To the instances of Mariolatry: Some Protestants have taken protest to the point of becoming Unitarians. Some have taken good old sola scriptura to very strange places indeed, cf. Jehovah's Witnesses. Long ago and in another country I offered the principle "Lilies that fester smell far worse than weeds," by which I mean to say that a good thing's being able to be perverted doesn't necessarily mean it's not a good thing. And just for the sake of orneriness, I'll dispute "a lot" on the grounds that if we'll allow excessive language becaue of affectionate devotion then it's REALLY hard to tell from appearances whose excessive in their intentions. If you'd heard some of the things I said to my daughter, when she was little, you'd think I worshipped her.

To praying to the dead: He is not God of the dead but of the living, for all live to Him. (formulaic but I hope you get where I'm going.)

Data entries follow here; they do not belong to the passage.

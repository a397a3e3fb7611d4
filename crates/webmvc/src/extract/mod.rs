//! Argument extraction: from a request to the ordered arguments of a handler.
//!
//! Extraction runs in two steps. [`RequestValueSet`] flattens the query string, form body,
//! path parameters and json body into one key to text map, then [`ArgumentBinder`] turns
//! that map into typed [`Args`] following the handler's declared parameters.
//!
//! # Example
//! ```
//! # use micro_webmvc::extract::{ArgumentBinder, RequestValueSet};
//! # use micro_webmvc::convert::TypeConverter;
//! # use micro_webmvc::param::ParamSpec;
//! # use micro_webmvc::rule::RegexRuleChecker;
//! let converter = TypeConverter::new();
//! let rules = RegexRuleChecker::new();
//! let values = [("age", "18")].into_iter().collect::<RequestValueSet>();
//!
//! let mut args = ArgumentBinder::new(&converter, &rules)
//!     .bind(&[ParamSpec::scalar::<u32>("age")], &values)
//!     .unwrap();
//! assert_eq!(args.take::<u32>("age").unwrap(), 18);
//! ```

mod args;
mod binder;
mod value_set;

pub use args::{Arg, Args};
pub use binder::ArgumentBinder;
pub use value_set::RequestValueSet;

To the time spent in Prayer. To each, I wouldn't know. I know I spend maybe 15-20 minutes each day in a Rosary and less time than that on my "office" (which, since I rejoice in my lay status, is kind of informal -- okay, REALLY informal -- but involves Scripture, especially Psalms - I love the Psalms - and reading some wise and holy people). But, this may sound weird, I don't think of/experience the Rosary as devoted to Mary exclusively. I am WAY more into the mysteries.

oOr example, I MAY occasionally think about what it was like for Mary to being Jesus to the temple for the Presentation -- and remember what it was like bringing my child to Church for the Thanksgiving after childbirth -- but I more often think about what it is like for the God for whose worship the temple was built to enter it in disguise, how the awesome God, before whom we would fall to our faces and our tongues cleave at least temporarily to the rooves of our mouths, could, so to speak, fit inside a "little, bitty baby" and so inside a little bitty temple. As in the Mass I find myself wondering how the whole thing doesn't splinter and blow apart in fragments or burn as Spike does at the end of Buffy the Vampire Slayer.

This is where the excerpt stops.